Comme vous le mentionnez à juste titre, les accidents ne surviennent pas uniquement dans les hôpitaux, mais également dans les cabinets privés des médecins et des dentistes, ou encore dans les maisons de repos et les établissements de soins. Dans ce cas-ci également, aucune donnée précise n'est disponible et tous les accidents ne sont pas rapportés. Plusieurs études nous permettent de nous faire une idée de l'ampleur du problème :

  • La moitié des accidents par piqûre survient dans les hôpitaux ; en outre, il s'agit souvent d’accidents à risque élevé.

  • Un quart des accidents par piqûre survient dans les maisons de soins et pendant les soins à domicile. Il s'agit principalement d’accidents à faible risque.

  • Les données relatives aux accidents par piqûre dans les cabinets dentaires, médicaux et d'obstétrique sont rares ou inexistantes. Au vu de la taille de ces groupes, et parce qu'il est évident que de nombreux accidents sont réglés au sein même du cabinet (de manière appropriée ou non) et ne sont donc pas rapportés, il est souhaitable d'en savoir davantage sur le nombre d’accidents et les risques encourus dans ces groupes.

  • Dans le secteur des soins de santé mentale, au sein de la police et dans les établissements pénitentiaires, les accidents par piqûre sont souvent la conséquence d'une agression. En outre, les piqûres appartiennent souvent à un groupe à risque pour le VHB, le VHC ou le HIV, ce qui entraîne une pression psychique supplémentaire pour les travailleurs concernés.

Suivant le risque de transmission appliqué, nous nous attendons à avoir dans les hôpitaux belges, sur la base des résultats actuels de surveillance, entre 0,75 et 7,5 séroconversions par an pour l'hépatite C chez le personnel hospitalier. Pour le HIV, nous nous attendons à un cas tous les trois ans. Du fait que le personnel de la santé doit obligatoirement être vacciné contre l'hépatite B, le risque de contracter cette infection par piqûre est minime.

Ces chiffres ne sont toutefois pas confirmés par les résultats de surveillance du suivi médical, aucune séroconversion pour le VHB, le VHC ou le HIV n'ayant été enregistrée après l’accident. Il semble que le nombre de données disponibles soit insuffisant pour démontrer des séroconversions. Il y a toutefois eu 145 accidents d’exposition au sang à risque très élevé, pour lesquels le risque de transmission du HIV, de l'hépatite B (VHB) ou de l’hépatite C (VHC) était bien réel.

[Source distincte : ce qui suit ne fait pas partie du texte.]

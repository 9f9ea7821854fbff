//! EventMarkerRepository port - the webhook admission gate.
//!
//! The provider delivers webhooks at-least-once and may deliver the same
//! event concurrently. An EventMarker row is created exactly once per event
//! id; the creation itself is the admission gate. Exactly one concurrent
//! caller observes `Admitted`, every other caller observes
//! `AlreadyHandled` and must respond success without re-executing side
//! effects.
//!
//! No other lock exists: the uniqueness constraint on `event_id` IS the
//! lock.

use async_trait::async_trait;
use chrono::{DateTime, Utc};

use crate::domain::foundation::{DomainError, StateMachine, ValidationError};

/// Terminal and in-flight statuses of an event marker.
///
/// A marker starts in `Processing` and moves monotonically to exactly one
/// terminal status.
#[derive(Debug, Clone, Copy, PartialEq, Eq)]
pub enum EventMarkerStatus {
    /// Admitted; reconciliation in flight.
    Processing,
    /// Out of scope for this deployment or unrecognized event type.
    Ignored,
    /// Event references an order this deployment never created.
    NoMatchingOrder,
    /// Reported amount differs from the stored order amount.
    AmountMismatch,
    /// Reconciliation completed.
    Processed,
    /// Reconciliation failed mid-flight; the provider will retry.
    Error,
}

impl EventMarkerStatus {
    /// Stable string form used in persistence.
    pub fn as_str(&self) -> &'static str {
        match self {
            EventMarkerStatus::Processing => "processing",
            EventMarkerStatus::Ignored => "ignored",
            EventMarkerStatus::NoMatchingOrder => "no_matching_order",
            EventMarkerStatus::AmountMismatch => "amount_mismatch",
            EventMarkerStatus::Processed => "processed",
            EventMarkerStatus::Error => "error",
        }
    }

    /// Parses the persisted string form.
    pub fn parse(s: &str) -> Result<Self, ValidationError> {
        match s {
            "processing" => Ok(EventMarkerStatus::Processing),
            "ignored" => Ok(EventMarkerStatus::Ignored),
            "no_matching_order" => Ok(EventMarkerStatus::NoMatchingOrder),
            "amount_mismatch" => Ok(EventMarkerStatus::AmountMismatch),
            "processed" => Ok(EventMarkerStatus::Processed),
            "error" => Ok(EventMarkerStatus::Error),
            _ => Err(ValidationError::invalid_format("event_marker_status", s)),
        }
    }
}

impl StateMachine for EventMarkerStatus {
    fn can_transition_to(&self, target: &Self) -> bool {
        use EventMarkerStatus::*;
        // Processing moves to any terminal status, exactly once.
        matches!(self, Processing) && !matches!(target, Processing)
    }

    fn valid_transitions(&self) -> Vec<Self> {
        use EventMarkerStatus::*;
        match self {
            Processing => vec![Ignored, NoMatchingOrder, AmountMismatch, Processed, Error],
            _ => vec![],
        }
    }
}

/// Deduplication record for one provider event.
#[derive(Debug, Clone)]
pub struct EventMarker {
    /// Provider-assigned event id, globally unique per provider account.
    pub event_id: String,

    /// Current status.
    pub status: EventMarkerStatus,

    /// Original event payload, kept for debugging and auditing.
    pub payload: serde_json::Value,

    /// When the marker was created (event admitted).
    pub created_at: DateTime<Utc>,

    /// When the marker was last updated.
    pub updated_at: DateTime<Utc>,
}

/// Result of attempting to admit an event.
#[derive(Debug, Clone, Copy, PartialEq, Eq)]
pub enum Admission {
    /// Marker was created; this caller owns the event.
    Admitted,
    /// Marker already exists; another caller is handling or has handled
    /// the event.
    AlreadyHandled,
}

/// Port for the event deduplication store.
///
/// Implementations must use a uniqueness constraint on `event_id` so
/// concurrent admissions race safely; `admit` must be a single atomic
/// "insert, report conflict" operation, never check-then-insert.
#[async_trait]
pub trait EventMarkerRepository: Send + Sync {
    /// Attempt to admit an event by creating its marker in `Processing`.
    async fn admit(
        &self,
        event_id: &str,
        payload: serde_json::Value,
    ) -> Result<Admission, DomainError>;

    /// Transition the marker to a terminal status.
    async fn finish(
        &self,
        event_id: &str,
        status: EventMarkerStatus,
    ) -> Result<(), DomainError>;

    /// Find a marker by its event id.
    async fn find(&self, event_id: &str) -> Result<Option<EventMarker>, DomainError>;
}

En tant que ministre de la Santé Publique, je préconise une bonne information sur les techniques sûres et j'encourage l'utilisation de systèmes d'injection sécurisés. Cette information doit avant tout prendre place lors de l’apprentissage: le contenu de ces formations est une compétence des communautés.

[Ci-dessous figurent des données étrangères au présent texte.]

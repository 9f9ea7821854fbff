//! HandleProviderWebhookHandler - Command handler for provider webhook deliveries.
//!
//! The full inbound pipeline: signature verification over the raw body,
//! payload parsing, the event-marker admission gate, reconciliation, and
//! the terminal marker transition. The provider delivers at-least-once;
//! this pipeline makes delivery appear exactly-once to side effects.

use std::sync::Arc;

use tracing::{info, warn};

use crate::domain::billing::{ProviderEvent, ReconcileOutcome, Reconciler, WebhookError, WebhookVerifier};
use crate::ports::{Admission, EventMarkerRepository, EventMarkerStatus};

/// Command to handle a provider webhook delivery.
#[derive(Debug, Clone)]
pub struct HandleProviderWebhookCommand {
    /// Raw webhook body, exactly as received on the wire.
    pub payload: Vec<u8>,
    /// Hex HMAC digest from the provider's signature header.
    pub signature: String,
}

/// Result of webhook processing.
#[derive(Debug, Clone, PartialEq, Eq)]
pub enum HandleProviderWebhookResult {
    /// This delivery won admission and was reconciled.
    Reconciled(ReconcileOutcome),
    /// Another delivery of the same event already holds the marker;
    /// acknowledged without side effects.
    Duplicate,
}

/// Handler for processing provider webhook deliveries.
pub struct HandleProviderWebhookHandler {
    verifier: Arc<WebhookVerifier>,
    event_markers: Arc<dyn EventMarkerRepository>,
    reconciler: Arc<Reconciler>,
}

impl HandleProviderWebhookHandler {
    pub fn new(
        verifier: Arc<WebhookVerifier>,
        event_markers: Arc<dyn EventMarkerRepository>,
        reconciler: Arc<Reconciler>,
    ) -> Self {
        Self {
            verifier,
            event_markers,
            reconciler,
        }
    }

    pub async fn handle(
        &self,
        cmd: HandleProviderWebhookCommand,
    ) -> Result<HandleProviderWebhookResult, WebhookError> {
        // 1. Verify the signature over the exact received bytes.
        if !self.verifier.verify(&cmd.payload, &cmd.signature) {
            warn!("webhook signature verification failed");
            return Err(WebhookError::InvalidSignature);
        }

        // 2. Parse the event.
        let event = ProviderEvent::from_slice(&cmd.payload)?;

        // A capture-family event without a payment entity cannot form its
        // idempotency key; reject before admission so the marker slot
        // stays free for a well-formed redelivery.
        if event.kind().settles_order() && event.payment_id().is_none() {
            return Err(WebhookError::MissingField("payload.payment"));
        }

        let payload_json: serde_json::Value = serde_json::from_slice(&cmd.payload)
            .map_err(|e| WebhookError::ParseError(e.to_string()))?;

        // 3. Admission gate: exactly one delivery per event id proceeds.
        match self.event_markers.admit(&event.id, payload_json).await? {
            Admission::Admitted => {}
            Admission::AlreadyHandled => {
                info!(event_id = %event.id, "duplicate webhook delivery acknowledged");
                return Ok(HandleProviderWebhookResult::Duplicate);
            }
        }

        // 4. Reconcile, then record the terminal status as the final
        // action. On failure the marker records `error` and the 500
        // response makes the provider retry into the idempotent path.
        match self.reconciler.reconcile(&event, Some(&cmd.signature)).await {
            Ok(outcome) => {
                self.event_markers
                    .finish(&event.id, outcome.marker_status())
                    .await?;
                Ok(HandleProviderWebhookResult::Reconciled(outcome))
            }
            Err(e) => {
                warn!(event_id = %event.id, error = %e, "reconciliation failed");
                if let Err(finish_err) = self
                    .event_markers
                    .finish(&event.id, EventMarkerStatus::Error)
                    .await
                {
                    warn!(event_id = %event.id, error = %finish_err, "failed to record error marker");
                }
                Err(WebhookError::from(e))
            }
        }
    }
}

Il ressort également des différentes études relatives à ce problème que la plupart des accidents peuvent être évités par une exécution correcte des actes médicaux. Outre une bonne information, il est dès lors important que des instructions ciblées soient élaborées et mises en pratique.

La stratégie de prévention des accidents par piqûre doit donc faire partie de l'amélioration générale des conditions de travail au sein des établissements de soins et du plan de prévention de l'employeur dans le cadre de l'évaluation des risques. Je souhaite indiquer que, conformément à l'arrêté royal de 2007 fixant les normes auxquelles les hôpitaux et leurs services doivent répondre, les équipes et les comités d'hygiène hospitalière doivent veiller au suivi des règles d'hygiène dans le cadre des activités hospitalières, par exemple en implémentant des directives et des recommandations élaborées par des instances officielles telles que le Conseil supérieur de la santé.

Puisqu'il s'agit ici de prévention des accidents sur le lieu du travail, cette matière relève du domaine du conseiller en prévention: ce dernier dépend du Service public fédéral (SPF) Emploi, Travail et Concertation sociale (ETCS). Dès lors, je vous propose de contacter le SPF ETCS pour obtenir de plus amples informations.